Organisations such as Pinterest are using the third layer of our deep learning AMIs while companies like Intuit who are conducting tax computation, validation and computation on the second layer.
For the pre-defined APIs at the first layer there are a number of startups and companies that are taking advantage of the readily available models to push out applications and updates faster.
Talking about proprietary software, many companies are worried about getting locked into the solutions offered by one provider. How can AWS help counter this?
Any solution deployed on AWS can be moved to any other platform to a large extent. There will always be some aspect of the code that is native to a platform. If we use simple storage service (Amazon S3), reading and writing to S3 will always have something unique to itself. When you move to another platform a few small changes might be required.
There are a number of engineering practices available today that allow for easy transferability from one provider to the other. There are different types of lock-ins.
Financial lock-ins are contractually agreed upon. You could have lock-ins related to an approach taken in an engineering decision for usage of a certain language, framework or a library. When you use packaged applications you make a choice to use only those applications.
Can you mention a couple of examples where AWS built software doesn't get locked-in and can be moved easily to other platforms?
AWS is using a lot of open source technologies across the board. For example Amazon’s Aurora storage engine uses MYSQL or can be used with PostgreSQL, which are both open source so the code doesn’t have to change if you’re using one of these two. The database can be moved out of Aurora into any other environment with MYSQL or PostgreSQL and it will continue to work without any disruptions.
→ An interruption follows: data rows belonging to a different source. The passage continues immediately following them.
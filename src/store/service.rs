//! Store host: serves size/read/write/call requests against page memory
//!
//! Used both by the QUIC server and by the in-process client. Every request
//! carries the caller's principal and is checked against the access list
//! before touching memory or records.

use crate::auth::{AccessList, AuthorizedEntry, Principal};
use crate::store::error::{StoreError, StoreResult};
use crate::store::memory::PageMemory;
use crate::store::types::{decode, encode, methods, pages_for, Profile, Record};
use crate::store::types::{StoreRequest, StoreResponse};
use bytes::Bytes;
use parking_lot::{Mutex, RwLock};
use std::collections::BTreeMap;
use std::path::{Path, PathBuf};

pub struct StoreService {
    memory: Mutex<Box<dyn PageMemory>>,
    records: RwLock<BTreeMap<String, Profile>>,
    records_path: Option<PathBuf>,
    acl: AccessList,
}

impl StoreService {
    pub fn new(memory: impl PageMemory + 'static) -> Self {
        Self {
            memory: Mutex::new(Box::new(memory)),
            records: RwLock::new(BTreeMap::new()),
            records_path: None,
            acl: AccessList::new(),
        }
    }

    /// Grant full access to `principal`
    pub fn with_controller(self, principal: Principal) -> Self {
        self.acl.grant_controller(principal);
        self
    }

    /// Persist records to `path` (JSON) on every restore, loading any existing file
    pub fn with_records_file(mut self, path: &Path) -> StoreResult<Self> {
        if path.exists() {
            let contents = std::fs::read(path)?;
            let records: Vec<Record> = serde_json::from_slice(&contents)
                .map_err(|e| StoreError::Serialization(format!("{}: {e}", path.display())))?;
            tracing::info!("Loaded {} records from {}", records.len(), path.display());
            self.records.write().extend(records);
        }
        self.records_path = Some(path.to_path_buf());
        Ok(self)
    }

    pub fn access_list(&self) -> &AccessList {
        &self.acl
    }

    /// Handle one request on behalf of `caller`. Failures become `StoreResponse::Error`.
    pub fn handle(&self, caller: &Principal, request: StoreRequest) -> StoreResponse {
        let name = request.name().to_string();
        match self.dispatch(caller, request) {
            Ok(response) => response,
            Err(e) => {
                tracing::debug!("Request {} from {} failed: {}", name, caller, e);
                StoreResponse::from_error(&e)
            }
        }
    }

    fn dispatch(&self, caller: &Principal, request: StoreRequest) -> StoreResult<StoreResponse> {
        match request {
            StoreRequest::Size => {
                self.require_stable(caller)?;
                Ok(StoreResponse::Size(self.size()))
            }
            StoreRequest::Read { offset, length } => {
                self.require_stable(caller)?;
                Ok(StoreResponse::Data(self.read(offset, length)?))
            }
            StoreRequest::Write { offset, data } => {
                self.require_stable(caller)?;
                self.write(offset, &data)?;
                Ok(StoreResponse::Ack)
            }
            StoreRequest::Call { method, args } => {
                Ok(StoreResponse::Reply(self.call(caller, &method, &args)?))
            }
        }
    }

    pub fn size(&self) -> u64 {
        self.memory.lock().size()
    }

    pub fn read(&self, offset: u64, length: u64) -> StoreResult<Bytes> {
        let mut memory = self.memory.lock();
        memory.check_range(offset, length)?;

        let mut buffer = vec![0u8; length as usize];
        memory.read(offset, &mut buffer)?;
        Ok(Bytes::from(buffer))
    }

    /// Write `data` at `offset`, growing by whole pages when the range ends past the current size
    pub fn write(&self, offset: u64, data: &[u8]) -> StoreResult<()> {
        let end = offset
            .checked_add(data.len() as u64)
            .ok_or(StoreError::OutOfBounds {
                offset,
                length: data.len() as u64,
                size: u64::MAX,
            })?;

        let mut memory = self.memory.lock();
        let needed = pages_for(end);
        let current = memory.page_count();
        if needed > current {
            memory.grow(needed - current)?;
            tracing::debug!("Grew store from {} to {} pages", current, needed);
        }

        memory.write(offset, data)
    }

    pub fn flush(&self) -> StoreResult<()> {
        self.memory.lock().flush()
    }

    fn call(&self, caller: &Principal, method: &str, args: &[u8]) -> StoreResult<Vec<u8>> {
        match method {
            methods::BACKUP => {
                self.require_records(caller)?;
                let (offset, count): (u32, u32) = decode_args(method, args)?;
                encode(&self.backup(offset, count))
            }
            methods::RESTORE => {
                self.require_records(caller)?;
                let records: Vec<Record> = decode_args(method, args)?;
                self.restore(records)?;
                encode(&())
            }
            methods::AUTHORIZE => {
                self.require_records(caller)?;
                let principal = decode_principal(method, args)?;
                self.acl.grant_records(principal);
                tracing::info!("{} authorized {}", caller, principal);
                encode(&())
            }
            methods::STABLE_AUTHORIZE => {
                self.require_stable(caller)?;
                let principal = decode_principal(method, args)?;
                self.acl.grant_stable(principal);
                tracing::info!("{} stable-authorized {}", caller, principal);
                encode(&())
            }
            methods::DEAUTHORIZE => {
                self.require_records(caller)?;
                let principal = decode_principal(method, args)?;
                let removed = self.acl.revoke(&principal);
                tracing::info!("{} deauthorized {} (listed: {})", caller, principal, removed);
                encode(&removed)
            }
            methods::GET_AUTHORIZED => {
                let entries: Vec<AuthorizedEntry> = self.acl.list();
                encode(&entries)
            }
            methods::WHOAMI => encode(&caller.to_text()),
            other => Err(StoreError::UnknownMethod(other.to_string())),
        }
    }

    fn backup(&self, offset: u32, count: u32) -> Vec<Record> {
        self.records
            .read()
            .iter()
            .skip(offset as usize)
            .take(count as usize)
            .map(|(key, profile)| (key.clone(), profile.clone()))
            .collect()
    }

    fn restore(&self, records: Vec<Record>) -> StoreResult<()> {
        let mut stored = self.records.write();
        let count = records.len();

        // Nothing is committed in memory unless the records file was replaced
        let mut merged = stored.clone();
        merged.extend(records);
        if let Some(path) = &self.records_path {
            persist_records(path, &merged)?;
        }

        *stored = merged;
        tracing::info!("Restored {} records ({} total)", count, stored.len());
        Ok(())
    }

    fn require_records(&self, caller: &Principal) -> StoreResult<()> {
        if self.acl.is_authorized(caller) {
            Ok(())
        } else {
            Err(StoreError::NotAuthorized(format!("{caller} is not authorized")))
        }
    }

    fn require_stable(&self, caller: &Principal) -> StoreResult<()> {
        if self.acl.is_stable_authorized(caller) {
            Ok(())
        } else {
            Err(StoreError::NotAuthorized(format!(
                "{caller} is not stable authorized"
            )))
        }
    }
}

fn decode_args<T: serde::de::DeserializeOwned>(method: &str, args: &[u8]) -> StoreResult<T> {
    decode(args).map_err(|e| StoreError::InvalidArguments {
        method: method.to_string(),
        reason: e.to_string(),
    })
}

fn decode_principal(method: &str, args: &[u8]) -> StoreResult<Principal> {
    let text: String = decode_args(method, args)?;
    Principal::from_text(&text).map_err(|e| StoreError::InvalidArguments {
        method: method.to_string(),
        reason: e.to_string(),
    })
}

fn persist_records(path: &Path, records: &BTreeMap<String, Profile>) -> StoreResult<()> {
    let all: Vec<(&String, &Profile)> = records.iter().collect();
    let json =
        serde_json::to_vec_pretty(&all).map_err(|e| StoreError::Serialization(e.to_string()))?;

    let temp = crate::snapshot::rotate::temp_sibling(path);
    let written = std::fs::write(&temp, json).and_then(|()| std::fs::rename(&temp, path));
    if let Err(e) = written {
        let _ = std::fs::remove_file(&temp);
        return Err(e.into());
    }
    Ok(())
}
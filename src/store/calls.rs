//! Typed wrappers over the generic `call` primitive

use crate::auth::{AuthorizedEntry, Principal};
use crate::store::client::RemoteStore;
use crate::store::error::StoreResult;
use crate::store::types::{decode, encode, methods, Record};
use serde::{de::DeserializeOwned, Serialize};

pub async fn call_typed<S, A, R>(store: &S, method: &str, args: &A) -> StoreResult<R>
where
    S: RemoteStore + ?Sized,
    A: Serialize + Sync + ?Sized,
    R: DeserializeOwned,
{
    let reply = store.call(method, encode(args)?).await?;
    decode(&reply)
}

pub async fn backup_page<S: RemoteStore + ?Sized>(
    store: &S,
    offset: u32,
    count: u32,
) -> StoreResult<Vec<Record>> {
    call_typed(store, methods::BACKUP, &(offset, count)).await
}

pub async fn restore<S: RemoteStore + ?Sized>(store: &S, records: &[Record]) -> StoreResult<()> {
    call_typed(store, methods::RESTORE, records).await
}

pub async fn authorize<S: RemoteStore + ?Sized>(store: &S, principal: Principal) -> StoreResult<()> {
    call_typed(store, methods::AUTHORIZE, &principal.to_text()).await
}

pub async fn stable_authorize<S: RemoteStore + ?Sized>(
    store: &S,
    principal: Principal,
) -> StoreResult<()> {
    call_typed(store, methods::STABLE_AUTHORIZE, &principal.to_text()).await
}

/// Returns whether the principal had been listed
pub async fn deauthorize<S: RemoteStore + ?Sized>(
    store: &S,
    principal: Principal,
) -> StoreResult<bool> {
    call_typed(store, methods::DEAUTHORIZE, &principal.to_text()).await
}

pub async fn get_authorized<S: RemoteStore + ?Sized>(
    store: &S,
) -> StoreResult<Vec<AuthorizedEntry>> {
    call_typed(store, methods::GET_AUTHORIZED, &()).await
}

pub async fn whoami<S: RemoteStore + ?Sized>(store: &S) -> StoreResult<String> {
    call_typed(store, methods::WHOAMI, &()).await
}

#[cfg(test)]
mod tests {
    use super::*;
    use crate::store::local::LocalClient;
    use crate::store::memory::InMemoryPages;
    use crate::store::service::StoreService;
    use crate::store::StoreError;
    use std::sync::Arc;

    fn setup() -> (Arc<StoreService>, Principal) {
        let owner = Principal::from_token(&[1u8; 32]);
        let service = Arc::new(StoreService::new(InMemoryPages::new()).with_controller(owner));
        (service, owner)
    }

    #[tokio::test]
    async fn test_authorize_flow() {
        let (service, owner) = setup();
        let admin = LocalClient::new(service.clone(), owner);
        let newcomer = Principal::from_token(&[2u8; 32]);
        let other = LocalClient::new(service, newcomer);

        assert!(matches!(
            backup_page(&other, 0, 10).await,
            Err(StoreError::NotAuthorized(_))
        ));

        authorize(&admin, newcomer).await.unwrap();
        assert!(backup_page(&other, 0, 10).await.unwrap().is_empty());

        let listed = get_authorized(&other).await.unwrap();
        assert_eq!(listed.len(), 2);

        assert!(deauthorize(&admin, newcomer).await.unwrap());
        assert!(backup_page(&other, 0, 10).await.is_err());
    }

    #[tokio::test]
    async fn test_whoami() {
        let (service, owner) = setup();
        let client = LocalClient::new(service, owner);
        assert_eq!(whoami(&client).await.unwrap(), owner.to_text());
    }
}
//! Metrics and observability
//!
//! Prometheus-compatible metrics for synchronization passes and the store
//! host:
//! - Blocks skipped, written and read, with byte totals
//! - Pass outcomes and durations per direction
//! - Requests served by the host, store size and open connections

pub mod exporter;
pub mod recorder;

pub use exporter::{start_metrics_server, MetricsConfig, MetricsError};
pub use recorder::{init_metrics, PassMetrics};
//! Client identity and host-side authorization

pub mod acl;
pub mod error;
pub mod identity;
pub mod principal;

pub use acl::{Access, AccessList, AuthorizedEntry};
pub use error::{AuthError, AuthResult};
pub use identity::Identity;
pub use principal::Principal;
If you are using Kubernetes, you can use our managed service as much as any other service. In fact there is more Kubernetes running on AWS than anywhere else. Similarly 85% of the Tensorflow AI/ML framework runs on AWS today.
But we do not want to be locked into one framework. Our Platform SageMaker too gives the option to choose any framework of choice. If there is a framework that we don’t ship and you would like to use it, dockerise and containerise the framework and it can then be brought into SageMaker to be built further. We are still in the early days of ML and we don’t want to be tied down to a few frameworks.
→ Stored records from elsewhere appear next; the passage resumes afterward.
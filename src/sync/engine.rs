use crate::metrics::recorder::{self, PassMetrics};
use crate::network::WriteThrottle;
use crate::snapshot::{rotate_reference, ReferenceSnapshot, SourceFile};
use crate::store::RemoteStore;
use crate::sync::error::{SyncError, SyncResult};
use crate::sync::plan::BlockPlan;
use crate::sync::state::{PassEvent, PassStateMachine};
use crate::sync::types::{BlockOutcome, SyncConfig, SyncEvent, SyncReport};
use bytes::Bytes;
use chrono::Utc;
use std::path::Path;
use std::time::Instant;
use tokio::sync::mpsc;
use tracing::{debug, info, warn};

/// Pushes a local snapshot to a remote store, writing only the blocks that
/// differ from an optional reference snapshot.
///
/// A pass walks the source in fixed-size blocks in increasing offset order.
/// Each block is compared byte for byte against the same range of the
/// reference; equal blocks are skipped, all others are written and
/// acknowledged before the next block is read. The first failure aborts the
/// pass. Retrying is left to the remote client.
pub struct DiffSyncEngine {
    config: SyncConfig,
    throttle: WriteThrottle,
    events: Option<mpsc::UnboundedSender<SyncEvent>>,
}

impl DiffSyncEngine {
    pub fn new(config: SyncConfig) -> SyncResult<Self> {
        config.validate()?;
        let throttle = WriteThrottle::from_limit(config.bandwidth_limit);

        Ok(Self {
            config,
            throttle,
            events: None,
        })
    }

    /// Stream progress events to `tx`
    pub fn with_events(mut self, tx: mpsc::UnboundedSender<SyncEvent>) -> Self {
        self.events = Some(tx);
        self
    }

    pub fn config(&self) -> &SyncConfig {
        &self.config
    }

    pub async fn sync<R>(
        &self,
        remote: &R,
        source: &Path,
        reference: Option<&Path>,
    ) -> SyncResult<SyncReport>
    where
        R: RemoteStore + ?Sized,
    {
        if self.config.rotate_reference && reference.is_none() {
            return Err(SyncError::InvalidConfig(
                "reference rotation requires a reference path".into(),
            ));
        }

        let mut source_file = SourceFile::open(source).await?;
        let mut reference_file = match reference {
            Some(path) => ReferenceSnapshot::open(path).await?,
            None => None,
        };

        let mut machine = PassStateMachine::new(source_file.len());
        let mut metrics = PassMetrics::start("push", source_file.len());

        let outcome = self
            .run(
                remote,
                &mut source_file,
                reference_file.as_mut(),
                &mut machine,
                &mut metrics,
            )
            .await;

        let mut report = match outcome {
            Ok(report) => report,
            Err(e) => {
                if let Err(state_err) = machine.transition(PassEvent::Abort {
                    error: e.to_string(),
                }) {
                    debug!("Abort not recorded in pass state: {}", state_err);
                }
                warn!("Push of {} aborted: {}", source.display(), e);
                metrics.fail(e.kind());
                self.emit(SyncEvent::Failed {
                    kind: e.kind(),
                    message: e.to_string(),
                });
                return Err(e);
            }
        };
        metrics.complete();

        // Release the baseline before it is replaced
        drop(reference_file);

        if let Some(reference) = reference.filter(|_| self.config.rotate_reference) {
            if self.config.dry_run {
                debug!("Dry run, leaving reference {} in place", reference.display());
            } else {
                rotate_reference(source, reference).await?;
                report.rotated = true;
            }
        }

        info!(
            "Pushed {}: {} blocks, {} written, {} skipped, {} would write ({} bytes) in {}ms",
            source.display(),
            report.blocks_total,
            report.blocks_written,
            report.blocks_skipped,
            report.blocks_would_write,
            report.bytes_written,
            report.elapsed_ms
        );
        self.emit(SyncEvent::Finished {
            report: report.clone(),
        });

        Ok(report)
    }

    async fn run<R>(
        &self,
        remote: &R,
        source: &mut SourceFile,
        mut reference: Option<&mut ReferenceSnapshot>,
        machine: &mut PassStateMachine,
        metrics: &mut PassMetrics,
    ) -> SyncResult<SyncReport>
    where
        R: RemoteStore + ?Sized,
    {
        let started_at = Utc::now();
        let start = Instant::now();
        let source_len = source.len();

        let remote_size = remote
            .size()
            .await
            .map_err(|source| SyncError::SizeUnavailable { source })?;
        machine.transition(PassEvent::SizeQueried { remote_size })?;

        if remote_size > source_len {
            info!(
                "Remote store holds {} bytes, source {}; trailing bytes left untouched",
                remote_size, source_len
            );
        }

        let plan = BlockPlan::new(source_len, self.config.block_size)?;
        let mut report = SyncReport::new(
            source_len,
            remote_size,
            plan.block_size(),
            plan.block_count(),
            reference.is_some(),
            self.config.dry_run,
            started_at,
        );

        debug!(
            "Pass over {} bytes in {} blocks of {} (reference: {})",
            source_len,
            plan.block_count(),
            plan.block_size(),
            reference.is_some()
        );
        self.emit(SyncEvent::Started {
            source_len,
            remote_size,
            block_count: plan.block_count(),
            has_reference: reference.is_some(),
        });

        machine.transition(PassEvent::ScanStarted)?;

        for range in plan.iter() {
            let block = source.read_block(range.offset, range.length).await?;
            machine.transition(PassEvent::BlockLoaded(range))?;

            let unchanged = match reference.as_mut() {
                Some(reference) => reference.read_block(range.offset, range.length).await? == block,
                None => false,
            };

            let outcome = if unchanged {
                recorder::record_block_skipped(range.length);
                machine.transition(PassEvent::BlockSkipped)?;
                BlockOutcome::Skipped
            } else if self.config.dry_run {
                machine.transition(PassEvent::BlockSkipped)?;
                BlockOutcome::WouldWrite
            } else {
                self.throttle.wait_for_bytes(range.length).await;

                let write_start = Instant::now();
                remote
                    .write_range(range.offset, Bytes::from(block))
                    .await
                    .map_err(|source| SyncError::RemoteWriteFailed {
                        offset: range.offset,
                        length: range.length,
                        source,
                    })?;
                recorder::record_block_written(range.length, write_start.elapsed());
                metrics.add_bytes(range.length);

                machine.transition(PassEvent::BlockWritten)?;
                BlockOutcome::Written
            };

            debug!(
                "Block {} [{}, {}) {:?}",
                range.index,
                range.offset,
                range.end(),
                outcome
            );
            report.record(&range, outcome);
            self.emit(SyncEvent::Block { range, outcome });
        }

        machine.transition(PassEvent::Finished)?;
        report.elapsed_ms = start.elapsed().as_millis() as u64;

        Ok(report)
    }

    fn emit(&self, event: SyncEvent) {
        if let Some(tx) = &self.events {
            let _ = tx.send(event);
        }
    }
}

#[cfg(test)]
mod tests {
    use super::*;
    use crate::auth::Principal;
    use crate::store::{InMemoryPages, LocalClient, StoreService};
    use std::sync::Arc;
    use tempfile::TempDir;

    fn local_store() -> LocalClient {
        let owner = Principal::from_token(&[3u8; 32]);
        let service = Arc::new(StoreService::new(InMemoryPages::new()).with_controller(owner));
        LocalClient::new(service, owner)
    }

    #[tokio::test]
    async fn test_rotate_without_reference_rejected() {
        let dir = TempDir::new().unwrap();
        let source = dir.path().join("s.dat");
        tokio::fs::write(&source, b"abc").await.unwrap();

        let engine = DiffSyncEngine::new(SyncConfig::default().rotate_reference(true)).unwrap();
        let result = engine.sync(&local_store(), &source, None).await;
        assert!(matches!(result, Err(SyncError::InvalidConfig(_))));
    }

    #[tokio::test]
    async fn test_zero_block_size_rejected() {
        assert!(matches!(
            DiffSyncEngine::new(SyncConfig::default().with_block_size(0)),
            Err(SyncError::InvalidConfig(_))
        ));
    }

    #[tokio::test]
    async fn test_events_cover_every_block() {
        let dir = TempDir::new().unwrap();
        let source = dir.path().join("s.dat");
        tokio::fs::write(&source, vec![5u8; 2500]).await.unwrap();

        let (tx, mut rx) = mpsc::unbounded_channel();
        let engine = DiffSyncEngine::new(SyncConfig::default().with_block_size(1000))
            .unwrap()
            .with_events(tx);

        let report = engine.sync(&local_store(), &source, None).await.unwrap();
        assert_eq!(report.blocks_written, 3);

        let mut blocks = Vec::new();
        let mut finished = false;
        while let Ok(event) = rx.try_recv() {
            match event {
                SyncEvent::Block { range, outcome } => {
                    assert_eq!(outcome, BlockOutcome::Written);
                    blocks.push((range.offset, range.length));
                }
                SyncEvent::Finished { .. } => finished = true,
                _ => {}
            }
        }
        assert_eq!(blocks, vec![(0, 1000), (1000, 1000), (2000, 500)]);
        assert!(finished);
    }

    #[tokio::test]
    async fn test_empty_source_makes_no_writes() {
        let dir = TempDir::new().unwrap();
        let source = dir.path().join("empty.dat");
        tokio::fs::write(&source, b"").await.unwrap();

        let store = local_store();
        let engine = DiffSyncEngine::new(SyncConfig::default()).unwrap();
        let report = engine.sync(&store, &source, None).await.unwrap();

        assert_eq!(report.blocks_total, 0);
        assert_eq!(report.bytes_written, 0);
        assert_eq!(store.size().await.unwrap(), 0);
    }
}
What is your opinion on the growing trend of microservices-based architectures?
Everybody is moving towards a microservices architecture today and with that the number of moving components in the application increases.
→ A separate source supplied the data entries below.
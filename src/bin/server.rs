//! pagesync-server - hosts a paged store over QUIC

use anyhow::{anyhow, Context, Result};
use clap::Parser;
use pagesync::auth::Principal;
use pagesync::metrics::{start_metrics_server, MetricsConfig};
use pagesync::network::{ConnectionConfig, StoreServer};
use pagesync::store::{FilePages, InMemoryPages, PageMemory, StoreService};
use std::net::SocketAddr;
use std::path::PathBuf;
use std::sync::Arc;
use tracing::{info, warn};

#[derive(Parser)]
#[command(
    name = "pagesync-server",
    version = env!("CARGO_PKG_VERSION"),
    about = "Hosts a paged store for pagesync clients"
)]
struct Args {
    /// Address to listen on
    #[arg(long, default_value = "0.0.0.0:4433")]
    bind: SocketAddr,

    /// Backing store file (in-memory store when omitted)
    #[arg(long)]
    store: Option<PathBuf>,

    /// Upper bound on the store size in 64 KiB pages
    #[arg(long)]
    max_pages: Option<u64>,

    /// Principal granted full access; repeatable
    #[arg(long = "controller")]
    controllers: Vec<Principal>,

    /// JSON file the structured records are loaded from and saved to
    #[arg(long)]
    records: Option<PathBuf>,

    /// Serve Prometheus metrics on this address
    #[arg(long)]
    metrics_addr: Option<SocketAddr>,

    /// Name put in the self-signed certificate
    #[arg(long, default_value = "localhost")]
    server_name: String,

    /// Write the DER certificate here so clients can trust it
    #[arg(long)]
    cert_out: Option<PathBuf>,

    /// Enable debug logging
    #[arg(short, long)]
    debug: bool,

    /// Quiet mode - errors only
    #[arg(short, long)]
    quiet: bool,
}

#[tokio::main]
async fn main() -> Result<()> {
    let args = Args::parse();
    init_logging(args.debug, args.quiet)?;

    rustls::crypto::ring::default_provider()
        .install_default()
        .map_err(|_| anyhow!("Failed to install rustls crypto provider"))?;

    if let Some(addr) = args.metrics_addr {
        start_metrics_server(MetricsConfig::with_addr(addr))?;
        info!("Metrics available at http://{}/metrics", addr);
    }

    let memory: Box<dyn PageMemory> = match &args.store {
        Some(path) => {
            let pages = FilePages::open(path)
                .with_context(|| format!("opening store file {}", path.display()))?;
            info!("Serving {} ({} pages)", path.display(), pages.page_count());
            match args.max_pages {
                Some(max) => Box::new(pages.with_max_pages(max)),
                None => Box::new(pages),
            }
        }
        None => {
            warn!("No --store given, contents are lost on exit");
            match args.max_pages {
                Some(max) => Box::new(InMemoryPages::with_max_pages(max)),
                None => Box::new(InMemoryPages::new()),
            }
        }
    };

    let mut service = StoreService::new(memory);
    if args.controllers.is_empty() {
        warn!("No --controller given, nobody can read or write the store");
    }
    for controller in &args.controllers {
        info!("Controller {}", controller);
        service = service.with_controller(*controller);
    }
    if let Some(records) = &args.records {
        service = service
            .with_records_file(records)
            .with_context(|| format!("loading records {}", records.display()))?;
    }

    let config = ConnectionConfig {
        bind_addr: args.bind,
        server_name: args.server_name.clone(),
        ..Default::default()
    };
    let server = StoreServer::bind(config, Arc::new(service))?;

    if let (Some(path), Some(der)) = (&args.cert_out, server.certificate_der()) {
        std::fs::write(path, der)
            .with_context(|| format!("writing certificate to {}", path.display()))?;
        info!("Certificate written to {}", path.display());
    }

    server
        .serve(async {
            if let Err(e) = tokio::signal::ctrl_c().await {
                warn!("Failed to listen for Ctrl+C: {}", e);
                std::future::pending::<()>().await;
            }
        })
        .await?;

    let stats = server.stats();
    info!(
        "Served {} requests ({} bytes in, {} bytes out)",
        stats.requests_served, stats.total_bytes_received, stats.total_bytes_sent
    );
    Ok(())
}

fn init_logging(debug: bool, quiet: bool) -> Result<()> {
    use tracing_subscriber::{fmt, EnvFilter};

    let level = if debug {
        "debug"
    } else if quiet {
        "error"
    } else {
        "info"
    };

    let filter = EnvFilter::try_from_default_env()
        .or_else(|_| EnvFilter::try_new(level))
        .context("invalid log filter")?;

    fmt().with_env_filter(filter).with_target(false).init();

    Ok(())
}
Traditionally in old client-servicing architectures there were two layers -- the client and the server. Then we moved towards a distributed architecture which consisted of client, browser, a web server, an application server and a database.
Applications were still stuck in monoliths which could be scaled to a particular point but the innovation velocity was still curbed. Irrespective of how many developers were working on them, the applications had to be built into a monolith and then shipped into production.
In microservices it is now possible for developers to independently produce the outcomes within shorter timelines but the number of components has increased drastically.
What precautions can be taken to ensure smooth functioning while dealing with microservices?
Some of the largest globally deployed applications run thousands of microservice components simultaneously and which are trying to improve. It is a mathematical certainty that when you have too many components, something isn’t going to work correctly. In which case, the company has to build discipline in the organisation to ensure that the solution can be run in ‘partial failure mode’.
Constantly running on a partial failure mode can build resilience in an organisation and help serve customers continuously even during instances when a few components might not be functioning.
Different disciplines needs to be inculcated at different layers of the applications and failure needs to be injected during testing and production.